EXERCISE PROMPT>
If a line in the entries includes "impl", show that line.

RECORDS TO PROCESS>
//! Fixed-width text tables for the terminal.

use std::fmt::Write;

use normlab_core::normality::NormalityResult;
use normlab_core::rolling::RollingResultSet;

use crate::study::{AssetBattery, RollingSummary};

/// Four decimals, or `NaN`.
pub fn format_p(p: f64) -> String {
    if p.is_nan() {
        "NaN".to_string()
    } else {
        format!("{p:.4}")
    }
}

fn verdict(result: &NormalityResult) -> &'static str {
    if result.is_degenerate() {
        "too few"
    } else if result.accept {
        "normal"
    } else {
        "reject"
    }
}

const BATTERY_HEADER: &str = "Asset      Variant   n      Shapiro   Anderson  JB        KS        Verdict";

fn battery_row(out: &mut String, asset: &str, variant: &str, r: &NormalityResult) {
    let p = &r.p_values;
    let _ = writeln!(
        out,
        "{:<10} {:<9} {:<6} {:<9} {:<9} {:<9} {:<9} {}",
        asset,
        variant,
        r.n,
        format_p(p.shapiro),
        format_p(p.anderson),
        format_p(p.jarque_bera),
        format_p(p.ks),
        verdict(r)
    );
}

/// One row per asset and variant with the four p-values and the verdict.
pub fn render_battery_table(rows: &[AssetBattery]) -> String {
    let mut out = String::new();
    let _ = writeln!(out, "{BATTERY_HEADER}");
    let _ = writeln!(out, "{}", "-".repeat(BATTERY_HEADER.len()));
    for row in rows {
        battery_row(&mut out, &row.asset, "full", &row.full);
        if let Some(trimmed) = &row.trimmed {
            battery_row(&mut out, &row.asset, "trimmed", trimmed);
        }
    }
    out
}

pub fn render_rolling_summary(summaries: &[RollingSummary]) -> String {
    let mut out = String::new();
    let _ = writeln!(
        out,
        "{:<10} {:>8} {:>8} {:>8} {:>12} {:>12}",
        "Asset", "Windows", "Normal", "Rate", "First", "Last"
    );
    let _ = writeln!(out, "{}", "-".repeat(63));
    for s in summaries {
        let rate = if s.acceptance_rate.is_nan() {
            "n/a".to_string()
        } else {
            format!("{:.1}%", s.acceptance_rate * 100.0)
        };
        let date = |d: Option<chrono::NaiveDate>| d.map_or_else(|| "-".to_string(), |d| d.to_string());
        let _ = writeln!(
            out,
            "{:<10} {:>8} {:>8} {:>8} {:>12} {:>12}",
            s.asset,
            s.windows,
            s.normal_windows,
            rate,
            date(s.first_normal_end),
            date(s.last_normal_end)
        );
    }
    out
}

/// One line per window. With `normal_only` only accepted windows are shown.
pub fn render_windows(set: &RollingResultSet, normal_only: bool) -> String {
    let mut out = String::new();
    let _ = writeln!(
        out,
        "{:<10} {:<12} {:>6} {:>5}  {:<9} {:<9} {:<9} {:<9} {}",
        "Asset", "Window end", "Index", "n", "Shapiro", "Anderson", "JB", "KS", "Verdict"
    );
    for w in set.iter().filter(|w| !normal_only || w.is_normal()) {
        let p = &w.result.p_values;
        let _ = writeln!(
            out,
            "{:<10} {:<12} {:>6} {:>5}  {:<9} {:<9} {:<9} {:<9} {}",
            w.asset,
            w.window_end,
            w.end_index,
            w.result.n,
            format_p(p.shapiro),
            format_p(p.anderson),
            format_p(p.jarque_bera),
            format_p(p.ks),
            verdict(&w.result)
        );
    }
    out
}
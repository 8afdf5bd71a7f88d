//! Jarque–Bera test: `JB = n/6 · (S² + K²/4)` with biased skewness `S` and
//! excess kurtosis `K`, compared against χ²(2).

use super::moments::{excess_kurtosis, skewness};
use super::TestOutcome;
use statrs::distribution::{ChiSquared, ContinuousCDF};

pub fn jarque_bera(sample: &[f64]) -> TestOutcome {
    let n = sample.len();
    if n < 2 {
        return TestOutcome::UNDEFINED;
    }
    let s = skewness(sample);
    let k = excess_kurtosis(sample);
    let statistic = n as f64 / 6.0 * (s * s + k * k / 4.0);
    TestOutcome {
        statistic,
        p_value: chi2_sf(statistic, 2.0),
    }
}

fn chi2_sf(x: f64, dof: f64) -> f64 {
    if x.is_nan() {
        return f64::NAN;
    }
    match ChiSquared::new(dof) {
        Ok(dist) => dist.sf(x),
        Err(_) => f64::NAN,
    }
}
* * *
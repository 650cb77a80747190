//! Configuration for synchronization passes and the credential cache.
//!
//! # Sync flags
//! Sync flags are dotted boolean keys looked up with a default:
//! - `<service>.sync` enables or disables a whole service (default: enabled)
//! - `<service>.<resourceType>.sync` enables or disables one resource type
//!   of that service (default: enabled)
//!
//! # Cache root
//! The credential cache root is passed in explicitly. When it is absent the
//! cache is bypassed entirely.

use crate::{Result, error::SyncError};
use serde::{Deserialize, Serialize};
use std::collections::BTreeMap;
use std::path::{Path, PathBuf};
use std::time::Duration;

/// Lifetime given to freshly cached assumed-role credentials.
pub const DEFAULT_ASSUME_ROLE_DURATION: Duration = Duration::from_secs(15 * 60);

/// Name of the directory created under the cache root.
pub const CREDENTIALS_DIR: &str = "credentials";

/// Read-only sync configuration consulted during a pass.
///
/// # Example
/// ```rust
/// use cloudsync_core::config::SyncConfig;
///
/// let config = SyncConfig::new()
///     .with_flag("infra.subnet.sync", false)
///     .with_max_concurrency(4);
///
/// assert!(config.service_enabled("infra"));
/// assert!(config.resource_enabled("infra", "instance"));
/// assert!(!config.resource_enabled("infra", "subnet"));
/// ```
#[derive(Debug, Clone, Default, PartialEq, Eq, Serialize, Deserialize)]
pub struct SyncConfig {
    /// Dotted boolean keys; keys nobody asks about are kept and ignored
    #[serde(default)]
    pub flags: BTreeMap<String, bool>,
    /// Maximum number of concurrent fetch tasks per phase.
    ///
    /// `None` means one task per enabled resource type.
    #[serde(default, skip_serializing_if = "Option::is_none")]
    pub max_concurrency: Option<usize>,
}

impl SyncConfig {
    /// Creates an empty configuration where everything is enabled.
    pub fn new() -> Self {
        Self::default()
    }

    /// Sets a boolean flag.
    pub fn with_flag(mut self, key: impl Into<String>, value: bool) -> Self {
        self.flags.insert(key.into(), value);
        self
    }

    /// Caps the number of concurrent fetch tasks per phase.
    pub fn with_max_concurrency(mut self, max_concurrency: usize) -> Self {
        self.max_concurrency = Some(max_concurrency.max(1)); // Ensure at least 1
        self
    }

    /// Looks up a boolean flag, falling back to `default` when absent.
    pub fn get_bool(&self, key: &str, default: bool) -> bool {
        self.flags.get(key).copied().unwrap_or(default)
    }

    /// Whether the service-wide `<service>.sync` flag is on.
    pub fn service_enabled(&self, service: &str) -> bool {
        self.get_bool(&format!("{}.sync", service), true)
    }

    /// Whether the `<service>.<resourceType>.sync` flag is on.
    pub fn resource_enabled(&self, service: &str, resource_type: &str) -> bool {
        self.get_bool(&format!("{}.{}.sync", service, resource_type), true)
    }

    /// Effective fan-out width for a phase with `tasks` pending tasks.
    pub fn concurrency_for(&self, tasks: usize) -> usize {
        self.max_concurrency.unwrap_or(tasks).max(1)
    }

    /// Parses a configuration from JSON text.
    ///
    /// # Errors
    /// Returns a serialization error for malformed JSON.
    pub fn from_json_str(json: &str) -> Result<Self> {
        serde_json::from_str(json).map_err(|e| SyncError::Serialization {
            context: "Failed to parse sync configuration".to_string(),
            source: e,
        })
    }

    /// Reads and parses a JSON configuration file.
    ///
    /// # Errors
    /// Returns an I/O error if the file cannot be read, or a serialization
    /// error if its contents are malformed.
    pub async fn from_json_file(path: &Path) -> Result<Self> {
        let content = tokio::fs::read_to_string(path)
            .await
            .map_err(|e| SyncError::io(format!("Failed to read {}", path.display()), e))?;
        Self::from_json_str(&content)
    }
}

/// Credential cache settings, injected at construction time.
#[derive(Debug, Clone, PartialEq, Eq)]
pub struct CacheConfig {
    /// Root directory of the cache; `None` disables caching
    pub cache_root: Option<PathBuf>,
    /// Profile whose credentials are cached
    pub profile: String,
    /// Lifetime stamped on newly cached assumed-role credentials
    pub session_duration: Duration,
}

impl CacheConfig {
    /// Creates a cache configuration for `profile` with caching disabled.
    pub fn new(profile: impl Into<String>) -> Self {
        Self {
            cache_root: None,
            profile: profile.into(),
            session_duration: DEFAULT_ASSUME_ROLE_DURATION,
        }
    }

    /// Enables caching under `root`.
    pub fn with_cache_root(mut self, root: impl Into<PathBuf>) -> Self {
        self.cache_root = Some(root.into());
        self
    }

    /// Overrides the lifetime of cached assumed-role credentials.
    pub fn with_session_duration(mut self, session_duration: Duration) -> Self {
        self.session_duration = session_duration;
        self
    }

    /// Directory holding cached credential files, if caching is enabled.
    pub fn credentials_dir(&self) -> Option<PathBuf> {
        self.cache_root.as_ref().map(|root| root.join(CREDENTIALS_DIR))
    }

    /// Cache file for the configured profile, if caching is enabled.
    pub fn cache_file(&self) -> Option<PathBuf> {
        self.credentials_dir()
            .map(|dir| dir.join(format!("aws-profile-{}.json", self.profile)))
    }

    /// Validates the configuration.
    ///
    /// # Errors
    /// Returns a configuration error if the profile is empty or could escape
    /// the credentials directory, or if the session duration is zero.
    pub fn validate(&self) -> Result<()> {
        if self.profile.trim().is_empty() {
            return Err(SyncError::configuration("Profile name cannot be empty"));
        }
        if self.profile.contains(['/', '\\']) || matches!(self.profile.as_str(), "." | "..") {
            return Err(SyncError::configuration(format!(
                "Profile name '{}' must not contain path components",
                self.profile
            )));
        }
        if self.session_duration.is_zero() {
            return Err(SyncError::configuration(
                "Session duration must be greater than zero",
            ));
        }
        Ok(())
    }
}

ANSWER BELOW>
impl SyncConfig {
    pub fn with_flag(mut self, key: impl Into<String>, value: bool) -> Self {
impl CacheConfig {
    pub fn new(profile: impl Into<String>) -> Self {
    pub fn with_cache_root(mut self, root: impl Into<PathBuf>) -> Self {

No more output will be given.